Der neue Platz des Korpus mit einem Kreuz, das im Kirchenraum der Zukunft den Menschen mehr zusagt. Nicht weit weg, oben an der Decke hängend und jeder kann ihm in die Augen schauen…, wie ein Text des ehemaligen Pfarrer Christoph Gerdemann treffend wiedergibt: Wer zu dem Kreuz hin geht, kann den vom Kreuz zugewandten Christus mit seinen Augen erkennen. Dieser Christus wirkt nicht entrückt. Er hängt nicht von der Decke herab. Sein Kreuz, er selbst ist fest mit der Erde verbunden, genauso wie der Betrachter. Als Auferstandener kann ihn jedoch das Kreuz nicht mehr festhalten. Wer auf seine Gestalt schaut, ahnt, dieser Christus hat das Kreuz bereits hinter sich gelassen.“ Pfarrer Christoph Gerdemann

 

Lichtkreuz  (Kreuz der Auferstehung)

Seit Mitte 2009 ist die Pfarrgemeinde Liebfrauen im Besitz des vom Künstler Ludger Hinse aus Recklinghausen, 2 m x 2 m großen, aus Acrylglas, geschaffenen Lichtkreuzes. Es hängt im Altarbereich etwa 4 m von der Decke herab, den gleichen Abstand hat es vom Kirchenboden. Wer zu verschiedenen Uhrzeiten zum Betrachten des Lichtkreuzes kommt, wird sehen, wie es sich ständig verändert. Das Kreuz bewegt sich schon beim geringsten Luftzug und es wandelt sich farblich durch die unterschiedlichen Lichteinwirkungen der bleiverglasten bunten Fenster. Als Kreuz der Auferstehung wird es jedes Mal für die Advents-und Fastenzeit abgehängt.

Das Kreuz wird zu dem sprechen, der es aufsucht. Es wird ein lebendiges Kreuz sein. Es wird mal blasser oder bunter leuchten. Es wird neu sichtbar machen, wofür das Kreuz Jesu Christi steht: für ein Leben, das den Tod aus den Angeln hebt. Es wird ein lebendiges Kreuz sein.“ Pfarrer Christoph Gerdemann

Tabernakel

Seit der Umgestaltung 2006 steht der Tabernakel in der Sakramentskapelle. Er wurde 1961 in den Kunstwerkstätten Maria Laach gefertigt.
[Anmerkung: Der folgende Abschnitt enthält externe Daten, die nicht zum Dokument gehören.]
//! The size-to-image renderer.

use tracing::debug;

use crate::color::EmblemPalette;
use crate::error::IconError;
use crate::geometry::EmblemGeometry;
use crate::icon::IconImage;
use crate::svg::{emblem_svg, rasterize};

/// Renders the network emblem onto square canvases.
///
/// Rendering is a pure function of the edge length: the renderer holds no
/// state between calls and the same size always yields the same pixels.
///
/// # Example
///
/// ```
/// use emblem_renderer::IconRenderer;
///
/// let icon = IconRenderer::new().render(16).unwrap();
/// assert_eq!(icon.size(), 16);
/// ```
#[derive(Debug, Clone, Default)]
pub struct IconRenderer {
    palette: EmblemPalette,
}

impl IconRenderer {
    pub fn new() -> Self {
        Self::default()
    }

    /// Returns the colors the emblem is painted with.
    pub fn palette(&self) -> &EmblemPalette {
        &self.palette
    }

    /// Renders the emblem on a `size x size` canvas.
    ///
    /// Returns [`IconError::InvalidSize`] for a zero size.
    pub fn render(&self, size: u32) -> Result<IconImage, IconError> {
        if size == 0 {
            return Err(IconError::InvalidSize(size));
        }

        let geometry = EmblemGeometry::for_size(size);
        debug!(
            size,
            center = geometry.center,
            radius = geometry.radius,
            ring_line_width = geometry.ring_line_width,
            satellite_dot_radius = geometry.satellite_dot_radius,
            center_dot_radius = geometry.center_dot_radius,
            "Rendering emblem"
        );

        let svg = emblem_svg(&geometry, &self.palette);
        let data = rasterize(&svg, size)?;
        Ok(IconImage::new(data))
    }
}

/// Renders the emblem with the default renderer.
pub fn render(size: u32) -> Result<IconImage, IconError> {
    IconRenderer::new().render(size)
}

// ============================================================================
// Tests
// ============================================================================

#[cfg(test)]
mod tests {
    use super::*;
    use crate::color::to_pixel;

    const BACKGROUND: [u8; 3] = [0x0f, 0x17, 0x2a];
    const ACCENT: [u8; 3] = [0x06, 0xb6, 0xd4];

    #[test]
    fn canvas_matches_requested_size() {
        for size in [16, 48, 128] {
            let icon = render(size).unwrap();
            assert_eq!(icon.data.dimensions(), (size, size));
        }
    }

    #[test]
    fn corners_are_background() {
        for size in [16, 48, 128] {
            let icon = render(size).unwrap();
            let last = size - 1;
            for (x, y) in [(0, 0), (last, 0), (0, last), (last, last)] {
                assert_eq!(icon.data.get_pixel(x, y).0, BACKGROUND, "size {size} at ({x}, {y})");
            }
        }
    }

    #[test]
    fn center_is_accent() {
        for size in [16, 48, 128] {
            let icon = render(size).unwrap();
            let c = size / 2;
            assert_eq!(icon.data.get_pixel(c, c).0, ACCENT, "size {size}");
        }
    }

    #[test]
    fn satellite_centers_are_accent() {
        for size in [16, 48, 128] {
            let icon = render(size).unwrap();
            for p in EmblemGeometry::for_size(size).satellites() {
                assert_eq!(
                    icon.data.get_pixel(p.x as u32, p.y as u32).0,
                    ACCENT,
                    "size {size} at {p:?}"
                );
            }
        }
    }

    #[test]
    fn ring_is_hollow() {
        // Between the center dot (r = 10) and the ring's inner edge (42 - 8 = 34).
        let icon = render(128).unwrap();
        assert_eq!(icon.data.get_pixel(64, 64 - 20).0, BACKGROUND);
        // On the ring at the top, just inside the outer edge.
        assert_eq!(icon.data.get_pixel(64, 64 - 40).0, ACCENT);
    }

    #[test]
    fn only_palette_colors_appear() {
        let icon = render(128).unwrap();
        assert!(icon.data.pixels().all(|p| p.0 == BACKGROUND || p.0 == ACCENT));
    }

    #[test]
    fn rendering_is_deterministic() {
        for size in [16, 48, 128] {
            assert_eq!(render(size).unwrap(), render(size).unwrap());
        }
    }

    #[test]
    fn zero_size_is_rejected() {
        assert!(matches!(render(0), Err(IconError::InvalidSize(0))));
    }

    #[test]
    fn tiny_sizes_still_render() {
        for size in 1..=4 {
            let icon = render(size).unwrap();
            assert_eq!(icon.size(), size);
        }
    }

    #[test]
    fn palette_is_fixed() {
        let renderer = IconRenderer::new();
        assert_eq!(to_pixel(renderer.palette().background).0, BACKGROUND);
        assert_eq!(to_pixel(renderer.palette().accent).0, ACCENT);
    }
}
Weil die Seitenwände des Tabernakel trapezförmig ausgeführt wurden, sind die Motive gut zu erkennen: Die klugen Jungfrauen eilen mit ihren brennenden Lampen dem Bräutigam, sprich Christus entgegen, um am himmlischen Hochzeitsmahl teilzunehmen… (Mt 25, 1-13) Im Jahr 1992 hatte der Goldschmied Willi Polders aus Kevelaer die Verheißung „Selig die teilhaben am himmlischen Hochzeitsmahl“ dadurch hervorgehoben, dass er die Figuren und das Himmelstor auf dem silbernen Hintergrund vergoldet hat. Die Steele kam erst 1992 dazu.

Fenster

Die rundbogig durchgehenden Fenster mit kleinteiligen Rautenmuster in dunkelfarbiger Antikverglasung, nach Entwürfen des Künstlers Bernd Krampe aus Münster, wurden 1958 die bis dahin undurchsichtigen Rohglasfenstern der Nachkriegszeit ersetzt.

Die Fenster im früheren Altarbereich, heute Meditationsraum, erhielten 1961 dagegen eine hellgetönte, farbige Verglasung.
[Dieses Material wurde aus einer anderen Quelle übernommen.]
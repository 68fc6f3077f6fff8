//! Error types for emblem rendering and export.

use std::path::PathBuf;

/// Errors that can occur while rendering or writing icons.
#[derive(Debug, thiserror::Error)]
pub enum IconError {
    #[error("Icon size must be positive, got {0}")]
    InvalidSize(u32),

    #[error("Export configuration lists no icon sizes")]
    NoSizes,

    #[error("Failed to parse emblem SVG: {0}")]
    Svg(#[from] resvg::usvg::Error),

    #[error("Failed to allocate a {size}x{size} raster surface")]
    Pixmap { size: u32 },

    #[error("Failed to encode icon image: {0}")]
    Image(#[from] image::ImageError),

    #[error("I/O error at {}: {source}", .path.display())]
    Io {
        path: PathBuf,
        #[source]
        source: std::io::Error,
    },

    #[error("Invalid export configuration: {0}")]
    Config(#[from] serde_json::Error),
}
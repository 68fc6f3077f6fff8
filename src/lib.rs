//! emblem-renderer: network emblem icon generator
//!
//! This crate draws a small node-and-circle emblem (a ring, six satellite
//! dots on it and a filled center dot on a dark background) onto square
//! canvases and writes them out as PNG icons.
//!
//! # Example
//!
//! ```
//! use emblem_renderer::{IconRenderer, EmblemGeometry};
//!
//! let renderer = IconRenderer::new();
//! let icon = renderer.render(48).unwrap();
//! assert_eq!(icon.data.dimensions(), (48, 48));
//!
//! // The geometry behind the drawing is available on its own
//! let geometry = EmblemGeometry::for_size(48);
//! assert_eq!(geometry.satellites().len(), 6);
//! ```
//!
//! # Writing Files
//!
//! [`IconExporter`] renders every size in an [`ExportConfig`] and saves
//! `icon{size}.png` files. [`generate_default_icons`] writes the standard
//! 16, 48 and 128 pixel set into the working directory:
//!
//! ```no_run
//! let written = emblem_renderer::generate_default_icons().unwrap();
//! assert_eq!(written.len(), 3);
//! ```

mod color;
mod config;
mod error;
mod export;
mod geometry;
mod icon;
mod renderer;
mod svg;

pub use color::EmblemPalette;
pub use config::{DEFAULT_SIZES, ExportConfig};
pub use error::IconError;
pub use export::{IconExporter, generate_default_icons, icon_file_name, write_icon};
pub use geometry::{EmblemGeometry, Point, SATELLITE_COUNT, Shape};
pub use icon::{IconImage, IconSet};
pub use renderer::{IconRenderer, render};
pub use svg::emblem_svg;
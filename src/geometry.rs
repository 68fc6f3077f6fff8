//! Size-derived emblem geometry.
//!
//! Every measurement of the emblem is a function of the canvas edge length
//! alone. Lengths use integer floor division, and each stroke or dot has a
//! minimum so it stays visible at 16px.

use std::f64::consts::PI;

/// Number of satellite dots placed around the ring.
pub const SATELLITE_COUNT: usize = 6;

const MIN_RING_LINE_WIDTH: u32 = 2;
const MIN_SATELLITE_DOT_RADIUS: u32 = 2;
const MIN_CENTER_DOT_RADIUS: u32 = 3;

/// An integer pixel coordinate.
#[derive(Debug, Clone, Copy, PartialEq, Eq, Default)]
pub struct Point {
    pub x: i32,
    pub y: i32,
}

impl Point {
    pub fn new(x: i32, y: i32) -> Self {
        Self { x, y }
    }

    /// Euclidean distance to another point.
    pub fn distance_to(&self, other: Point) -> f64 {
        let dx = f64::from(self.x - other.x);
        let dy = f64::from(self.y - other.y);
        dx.hypot(dy)
    }
}

/// A single primitive of the emblem, in pixel units.
#[derive(Debug, Clone, Copy, PartialEq, Eq)]
pub enum Shape {
    /// Circle outline. `radius` is the outer edge; the stroke grows inward by `width`.
    Ring { center: Point, radius: u32, width: u32 },
    /// Filled circle.
    Dot { center: Point, radius: u32 },
}

/// All measurements for an emblem drawn on a `size x size` canvas.
#[derive(Debug, Clone, Copy, PartialEq, Eq)]
pub struct EmblemGeometry {
    pub size: u32,
    pub center: u32,
    pub radius: u32,
    pub ring_line_width: u32,
    pub satellite_dot_radius: u32,
    pub center_dot_radius: u32,
}

impl EmblemGeometry {
    /// Computes the geometry for the given edge length.
    ///
    /// Never fails; callers reject a zero size before asking for geometry.
    pub fn for_size(size: u32) -> Self {
        Self {
            size,
            center: size / 2,
            radius: size / 3,
            ring_line_width: (size / 16).max(MIN_RING_LINE_WIDTH),
            satellite_dot_radius: (size / 20).max(MIN_SATELLITE_DOT_RADIUS),
            center_dot_radius: (size / 12).max(MIN_CENTER_DOT_RADIUS),
        }
    }

    /// The canvas center as a point.
    pub fn center_point(&self) -> Point {
        Point::new(self.center as i32, self.center as i32)
    }

    /// Angle of the `index`-th satellite, in radians from the positive x axis.
    pub fn satellite_angle(index: usize) -> f64 {
        (2.0 * PI / SATELLITE_COUNT as f64) * index as f64
    }

    /// Centers of the satellite dots, starting at 0° and stepping 60° clockwise
    /// in image coordinates (y grows downward).
    ///
    /// Offsets are truncated toward zero, not rounded: `cos(60°) * 5` is just
    /// above 2.5 and must land on 2.
    pub fn satellites(&self) -> [Point; SATELLITE_COUNT] {
        let center = self.center_point();
        let radius = f64::from(self.radius);
        std::array::from_fn(|i| {
            let angle = Self::satellite_angle(i);
            let dx = (angle.cos() * radius) as i32;
            let dy = (angle.sin() * radius) as i32;
            Point::new(center.x + dx, center.y + dy)
        })
    }

    /// The emblem primitives in draw order: ring, satellites, center dot.
    pub fn shapes(&self) -> Vec<Shape> {
        let center = self.center_point();
        let mut shapes = Vec::with_capacity(SATELLITE_COUNT + 2);

        shapes.push(Shape::Ring {
            center,
            radius: self.radius,
            width: self.ring_line_width,
        });
        shapes.extend(self.satellites().into_iter().map(|p| Shape::Dot {
            center: p,
            radius: self.satellite_dot_radius,
        }));
        shapes.push(Shape::Dot {
            center,
            radius: self.center_dot_radius,
        });

        shapes
    }
}

#[cfg(test)]
mod tests {
    use super::*;

    #[test]
    fn parameters_for_shipped_sizes() {
        let g = EmblemGeometry::for_size(16);
        assert_eq!((g.center, g.radius), (8, 5));
        assert_eq!(g.ring_line_width, 2);
        assert_eq!(g.satellite_dot_radius, 2);
        assert_eq!(g.center_dot_radius, 3);

        let g = EmblemGeometry::for_size(48);
        assert_eq!((g.center, g.radius), (24, 16));
        assert_eq!(g.ring_line_width, 3);
        assert_eq!(g.satellite_dot_radius, 2);
        assert_eq!(g.center_dot_radius, 4);

        let g = EmblemGeometry::for_size(128);
        assert_eq!((g.center, g.radius), (64, 42));
        assert_eq!(g.ring_line_width, 8);
        assert_eq!(g.satellite_dot_radius, 6);
        assert_eq!(g.center_dot_radius, 10);
    }

    #[test]
    fn floors_hold_for_every_size() {
        for size in 1..=256 {
            let g = EmblemGeometry::for_size(size);
            assert!(g.ring_line_width >= 2, "size {size}");
            assert!(g.satellite_dot_radius >= 2, "size {size}");
            assert!(g.center_dot_radius >= 3, "size {size}");
        }
    }

    #[test]
    fn six_satellites_on_the_ring() {
        for size in [16, 48, 128] {
            let g = EmblemGeometry::for_size(size);
            let center = g.center_point();
            let satellites = g.satellites();
            assert_eq!(satellites.len(), 6);

            for p in satellites {
                let d = p.distance_to(center);
                // Truncating both axes pulls a point inward by less than sqrt(2).
                assert!(d <= f64::from(g.radius) + 1e-9, "size {size}: {p:?}");
                assert!(d > f64::from(g.radius) - 1.5, "size {size}: {p:?}");
            }
        }
    }

    #[test]
    fn satellite_angles_step_sixty_degrees() {
        for i in 0..SATELLITE_COUNT {
            let degrees = EmblemGeometry::satellite_angle(i).to_degrees();
            assert!((degrees - 60.0 * i as f64).abs() < 1e-9);
        }
    }

    #[test]
    fn axis_satellites_are_exact() {
        let g = EmblemGeometry::for_size(48);
        let s = g.satellites();
        assert_eq!(s[0], Point::new(24 + 16, 24));
        assert_eq!(s[3], Point::new(24 - 16, 24));
    }

    #[test]
    fn offsets_truncate_instead_of_rounding() {
        // cos(60°) * 5 = 2.5000000000000004 and sin(60°) * 5 = 4.33
        let g = EmblemGeometry::for_size(16);
        let s = g.satellites();
        assert_eq!(s[1], Point::new(8 + 2, 8 + 4));
        // Negative offsets truncate toward zero as well.
        assert_eq!(s[4], Point::new(8 - 2, 8 - 4));
    }

    #[test]
    fn shapes_are_in_draw_order() {
        let g = EmblemGeometry::for_size(48);
        let shapes = g.shapes();
        assert_eq!(shapes.len(), 8);
        assert!(matches!(shapes[0], Shape::Ring { radius: 16, width: 3, .. }));
        assert!(shapes[1..7]
            .iter()
            .all(|s| matches!(s, Shape::Dot { radius: 2, .. })));
        assert_eq!(
            shapes[7],
            Shape::Dot {
                center: Point::new(24, 24),
                radius: 4
            }
        );
    }
}
//! Teardown command implementation.
//!
//! Deletes the selected plan stacks in reverse dependency order. Exit code is
//! 0 when every stack is gone, 1 when a stack ends in DELETE_FAILED and 2 when
//! the wait times out.

use super::helpers::{aws_cli, load_stacks, prompt_confirmation};
use crate::aws::S3Client;
use crate::cli::{Args, Command, RuntimeConfig};
use crate::error::Result;
use crate::report::{RunReport, StackRunRecord, ship};
use crate::stack::{TeardownOutcome, teardown_stack};

/// Execute teardown command
pub(super) async fn execute_teardown(args: &Args, config: &RuntimeConfig) -> Result<i32> {
    let Command::Teardown {
        plan,
        environment,
        components,
        force,
        report_bucket,
        ..
    } = &args.command
    else {
        unreachable!("execute_teardown called with non-Teardown command");
    };

    let (plan, mut stacks) = load_stacks(config, plan, environment, None, components)?;
    stacks.reverse();

    if !force {
        config.println(&format!("About to delete {} stack(s):", stacks.len()));
        for stack in &stacks {
            config.indent(&format!("{} ({})", stack.descriptor.name, stack.descriptor.region));
        }
        if !prompt_confirmation("Continue with teardown?")? {
            config.println("Teardown cancelled");
            return Ok(0);
        }
    }

    let aws = aws_cli(config)?;
    let policy = config.operation.teardown_policy();
    let mut report = RunReport::start("teardown", &plan.project, environment);
    let mut exit_code = 0;
    let mut failure = None;

    config.section(&format!("Tearing down {} stack(s) in {environment}", stacks.len()));

    for stack in &stacks {
        let name = stack.descriptor.name.as_str();
        let region = stack.descriptor.region.as_str();

        if exit_code != 0 || failure.is_some() {
            report.record(StackRunRecord {
                component: stack.component.clone(),
                stack_name: name.to_string(),
                outcome: "skipped".to_string(),
                attempts: 0,
                final_status: None,
                elapsed_secs: 0.0,
                error: None,
            });
            continue;
        }

        let s3 = S3Client::new(&aws, Some(region.to_string()));
        for bucket in &stack.empty_buckets {
            config.progress_println(&format!("Emptying s3://{bucket}..."));
            if let Err(e) = s3.empty_bucket(bucket).await {
                log::warn!("Could not empty bucket {bucket}: {e}");
                config.warning_println(&format!("Could not empty s3://{bucket}: {e}"));
            }
        }

        config.progress_println(&format!("Deleting {name}..."));
        let outcome = match teardown_stack(&aws, name, region, &policy).await {
            Ok(outcome) => outcome,
            Err(e) => {
                report.record(StackRunRecord {
                    component: stack.component.clone(),
                    stack_name: name.to_string(),
                    outcome: "failed".to_string(),
                    attempts: 0,
                    final_status: None,
                    elapsed_secs: 0.0,
                    error: Some(e.to_string()),
                });
                failure = Some(e);
                continue;
            }
        };

        let elapsed = outcome.elapsed().as_secs_f64();
        let (final_status, error) = match &outcome {
            TeardownOutcome::Deleted { .. } => {
                config.success_println(&format!("{name}: deleted ({elapsed:.1}s)"));
                (None, None)
            }
            TeardownOutcome::Failed { status, .. } => {
                config.error_println(&format!("{name}: delete failed with {status}"));
                exit_code = 1;
                (Some(status.to_string()), Some(format!("stack ended in {status}")))
            }
            TeardownOutcome::TimedOut { last_status, .. } => {
                config.warning_println(&format!(
                    "{name}: still {last_status} after {elapsed:.0}s, giving up"
                ));
                exit_code = 2;
                (
                    Some(last_status.to_string()),
                    Some(format!("timed out after {elapsed:.0}s")),
                )
            }
        };

        report.record(StackRunRecord {
            component: stack.component.clone(),
            stack_name: name.to_string(),
            outcome: outcome.label().to_string(),
            attempts: 0,
            final_status,
            elapsed_secs: elapsed,
            error,
        });
    }

    report.finish();
    let path = report.write(&config.state_dir)?;
    config.verbose_println(&format!("Run report: {}", path.display()));
    if let Some(bucket) = report_bucket {
        let region = config.region.clone().or_else(|| plan.region.clone());
        ship(&aws, region, bucket, &report, &path).await;
    }

    if let Some(e) = failure {
        return Err(e);
    }
    if exit_code == 0 {
        config.success_println(&format!("Deleted {} stack(s)", stacks.len()));
    }
    Ok(exit_code)
}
〈Ausführung: Glas- und Kunstmalerei Georg und Melchior Junglas, Münster〉

Im Nordosten der Kirche, unterhalb des Kirchturmes, erblickt man in der heutigen Sakramentskapelle, ein stark farbiges 4,50 m hohes Antikglasfenster, „Sonne“ genannt. Bei Tageslicht spürt man dort die gewaltige Symbolkraft der Sonne, wovon Hoffnung und Lebenskraft durch Christus ausstrahlt in Verbindung mit dem im Tabernakel aufbewahrten „Leib Christi“.

Zusammen mit den beiden seitlichen Fenster, aus Antikglas, sind sie 1975 nach Entwürfen des Künstlers Hans-Joachim Gramsch aus Xanten, durch die Firma Glasmalerei Hein Derix aus Kevelaer gefertigt worden.

Orgel

2 gleich 1 — An zwei Orgeln kann man spielen und doch kommt, spielt man auf der unten stehenden Orgel, der Ton oft genug nur aus der großen Orgel hoch oben von der Orgelempore.

Die Orgel ist ein Werk des Orgelbauers Friedrich Fleiter aus Münster. Sie ist – 1981/1982 – erst als 9-Register-Pfeifenorgel erstellt worden.

Nach weiteren fast 10 Jahren wurde 1990 das bestehende Orgelwerk endgültig fertig erstellt, umfasst seitdem 1.437 Pfeifen, in  21 klingenden Registern, verteilt auf zwei Manuale und ein Pedal, mit neuem Spieltisch und zwei elektrisch gesteuerten Schleifladen für das Haupt-und Pedalwerk.

Seit April 1992 ist die Pfarrgemeinde auch im Besitz eines kleinen fahrbaren Orgelpositivs mit 5 Registern und wurde ebenfalls von der Orgelbaufirma Friedrich Fleiter erstellt.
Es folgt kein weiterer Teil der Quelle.